The ink lines show through the paint, giving the image structure, while the watercolor adds warmth and softness that ink alone cannot achieve.
This technique is how many of the ink illustrations you see in magazines and cookbooks are made. It looks sophisticated, but it is one of the simplest ways to combine two forgiving mediums into something impressive.
Building a Practice Routine That Sticks
The hardest part of learning any new skill is not the skill itself — it is showing up consistently. I have found that a fifteen-minute daily practice routine works better than a two-hour session once a week. Here is a structure that works.
Days one through three: Value scales. Draw five squares and practice hatching them from light to dark. Then do the same with crosshatching. Then with stippling. Fifteen minutes per day, nothing fancy. Just your hand learning how much spacing produces which tone.
Days four through six: Simple objects from around your house. A coffee mug on your desk.
A spoon. A shoe. Spend fifteen minutes drawing each one using only hatching for shading.
Do not erase or restart. If a line goes wrong, incorporate it into the drawing.
Ink does not forgive mistakes, but it also does not care if you work around them.
Day seven: Review the week's drawings. Pick the one you like least and redraw it using the same subject but a different shading technique.
If the first version used hatching, try crosshatching or stippling this time. Compare the two and notice how different the same subject looks with a different technique.

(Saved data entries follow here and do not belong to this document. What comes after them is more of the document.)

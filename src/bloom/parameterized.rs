use super::{
    BloomFilter, BloomFilterConfig, BloomParams, MembershipOps, MembershipStats,
};
use crate::error::Result;
use tracing::debug;

/// Bloom filter sized from an expected element count and a target false
/// positive rate. All operations go to an inner [`BloomFilter`].
#[derive(Clone, Debug)]
pub struct ParameterizedBloomFilter {
    config: BloomFilterConfig,
    params: BloomParams,
    inner: BloomFilter,
}

impl ParameterizedBloomFilter {
    pub fn new(expected_items: usize, false_positive_rate: f64) -> Result<Self> {
        Self::from_config(BloomFilterConfig {
            expected_items,
            false_positive_rate,
        })
    }

    /// n = 10_000, p = 0.05
    pub fn with_defaults() -> Result<Self> {
        Self::from_config(BloomFilterConfig::default())
    }

    pub fn from_config(config: BloomFilterConfig) -> Result<Self> {
        let params = BloomParams::try_from(&config)?;
        debug!(
            expected_items = config.expected_items,
            false_positive_rate = config.false_positive_rate,
            num_bits = params.num_bits,
            num_hashes = params.num_hashes,
            "derived bloom filter parameters"
        );
        let inner = BloomFilter::new(params.num_bits, params.num_hashes)?;

        Ok(Self {
            config,
            params,
            inner,
        })
    }

    pub fn add(&mut self, item: impl AsRef<[u8]>) {
        self.inner.add(item);
    }

    pub fn contains(&self, item: impl AsRef<[u8]>) -> bool {
        self.inner.contains(item)
    }

    pub fn expected_items(&self) -> usize {
        self.config.expected_items
    }

    pub fn false_positive_rate(&self) -> f64 {
        self.config.false_positive_rate
    }

    pub fn config(&self) -> &BloomFilterConfig {
        &self.config
    }

    pub fn params(&self) -> &BloomParams {
        &self.params
    }

    pub fn inner(&self) -> &BloomFilter {
        &self.inner
    }
}

impl MembershipOps for ParameterizedBloomFilter {
    fn add(&mut self, item: &[u8]) {
        ParameterizedBloomFilter::add(self, item);
    }

    fn contains(&self, item: &[u8]) -> bool {
        ParameterizedBloomFilter::contains(self, item)
    }
}

impl MembershipStats for ParameterizedBloomFilter {
    fn num_bits(&self) -> usize {
        self.params.num_bits
    }

    fn num_hashes(&self) -> usize {
        self.params.num_hashes
    }

    fn insert_count(&self) -> usize {
        self.inner.insert_count()
    }

    fn bits_set(&self) -> usize {
        self.inner.bits_set()
    }
}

After two weeks of this routine, you will have a dozen practice drawings and a clear sense of which techniques feel natural to you. Some people love stippling. Others cannot stand it. Both are fine — just different paths to the same goal.
The Bottom Line
Pen and ink drawing is one of the few art forms where you can produce gallery-worthy work with less than fifteen dollars in supplies. The barrier is never the cost of the tools. It is the willingness to make twenty bad drawings before you make one good one.
I still have the first ink drawing I made after that failed attempt with the expensive Micron set.
It is a lopsided mug that looks more like a deformed potato than a drinking vessel.
But I keep it tacked to my studio wall because it reminds me that the only way to get good at ink is to use ink badly for a while first.
Grab whatever pen you have within arm's reach. Draw five parallel lines on a scrap of paper. Make them evenly spaced. Then draw another set crossing them. That is all it takes to start. The rest is just practice.